**Exercise:** Retype the data below in full, keeping every character as it is.

**Available data:**
===============
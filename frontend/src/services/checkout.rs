use crate::state::cart::CartLine;

/// WhatsApp number orders are handed off to.
pub const ORDER_PHONE: &str = "212654352802";

/// Human-readable order summary, `%0A`-encoded for the deep link: one
/// line per cart line plus a bolded total.
pub fn order_message(lines: &[CartLine], total: u32) -> String {
    let items = lines
        .iter()
        .map(|line| {
            format!(
                "- {}x {} ({} DH)",
                line.quantity,
                line.product.name,
                line.product.price * line.quantity
            )
        })
        .collect::<Vec<_>>()
        .join("%0A");
    format!(
        "Bonjour, je souhaite commander:%0A%0A{}%0A%0A*Total: {} DH*",
        items, total
    )
}

/// Deep link that opens the order conversation.
pub fn order_url(lines: &[CartLine], total: u32) -> String {
    format!("https://wa.me/{}?text={}", ORDER_PHONE, order_message(lines, total))
}

/// Open the order conversation in a new tab. The caller clears the cart
/// only after this hand-off has been initiated.
pub fn open_order(lines: &[CartLine], total: u32) {
    if let Some(window) = web_sys::window() {
        let _ = window.open_with_url_and_target(&order_url(lines, total), "_blank");
    }
}

#[cfg(test)]
mod tests {
    use super::*;
    use shared::{NutritionFacts, Product};
    use std::rc::Rc;

    fn line(name: &str, price: u32, quantity: u32) -> CartLine {
        CartLine {
            product: Rc::new(Product {
                id: name.to_string(),
                slug: name.to_string(),
                name: name.to_string(),
                category: String::new(),
                sub_category: String::new(),
                price,
                description: String::new(),
                full_description: String::new(),
                image: String::new(),
                nutrition: NutritionFacts::default(),
                ingredients: vec![],
                created_at: String::new(),
            }),
            quantity,
        }
    }

    #[test]
    fn test_order_message_lists_each_line_and_total() {
        let lines = vec![line("Almond Energy Balls", 45, 2), line("Green Detox Juice", 35, 1)];
        let message = order_message(&lines, 125);

        assert!(message.starts_with("Bonjour, je souhaite commander:%0A%0A"));
        assert!(message.contains("- 2x Almond Energy Balls (90 DH)"));
        assert!(message.contains("- 1x Green Detox Juice (35 DH)"));
        assert!(message.ends_with("*Total: 125 DH*"));
    }

    #[test]
    fn test_order_url_targets_the_store_number() {
        let lines = vec![line("Granola", 65, 1)];
        let url = order_url(&lines, 65);
        assert!(url.starts_with("https://wa.me/212654352802?text=Bonjour"));
    }
}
===============
**Answer to this problem:**
filename frontend/src/services/checkout.rs
use crate::state::cart::CartLine;

/// WhatsApp number orders are handed off to.
pub const ORDER_PHONE: &str = "212654352802";

/// Human-readable order summary, `%0A`-encoded for the deep link: one
/// line per cart line plus a bolded total.
pub fn order_message(lines: &[CartLine], total: u32) -> String {
    let items = lines
        .iter()
        .map(|line| {
            format!(
                "- {}x {} ({} DH)",
                line.quantity,
                line.product.name,
                line.product.price * line.quantity
            )
        })
        .collect::<Vec<_>>()
        .join("%0A");
    format!(
        "Bonjour, je souhaite commander:%0A%0A{}%0A%0A*Total: {} DH*",
        items, total
    )
}

/// Deep link that opens the order conversation.
pub fn order_url(lines: &[CartLine], total: u32) -> String {
    format!("https://wa.me/{}?text={}", ORDER_PHONE, order_message(lines, total))
}

/// Open the order conversation in a new tab. The caller clears the cart
/// only after this hand-off has been initiated.
pub fn open_order(lines: &[CartLine], total: u32) {
    if let Some(window) = web_sys::window() {
        let _ = window.open_with_url_and_target(&order_url(lines, total), "_blank");
    }
}

#[cfg(test)]
mod tests {
    use super::*;
    use shared::{NutritionFacts, Product};
    use std::rc::Rc;

    fn line(name: &str, price: u32, quantity: u32) -> CartLine {
        CartLine {
            product: Rc::new(Product {
                id: name.to_string(),
                slug: name.to_string(),
                name: name.to_string(),
                category: String::new(),
                sub_category: String::new(),
                price,
                description: String::new(),
                full_description: String::new(),
                image: String::new(),
                nutrition: NutritionFacts::default(),
                ingredients: vec![],
                created_at: String::new(),
            }),
            quantity,
        }
    }

    #[test]
    fn test_order_message_lists_each_line_and_total() {
        let lines = vec![line("Almond Energy Balls", 45, 2), line("Green Detox Juice", 35, 1)];
        let message = order_message(&lines, 125);

        assert!(message.starts_with("Bonjour, je souhaite commander:%0A%0A"));
        assert!(message.contains("- 2x Almond Energy Balls (90 DH)"));
        assert!(message.contains("- 1x Green Detox Juice (35 DH)"));
        assert!(message.ends_with("*Total: 125 DH*"));
    }

    #[test]
    fn test_order_url_targets_the_store_number() {
        let lines = vec![line("Granola", 65, 1)];
        let url = order_url(&lines, 65);
        assert!(url.starts_with("https://wa.me/212654352802?text=Bonjour"));
    }
}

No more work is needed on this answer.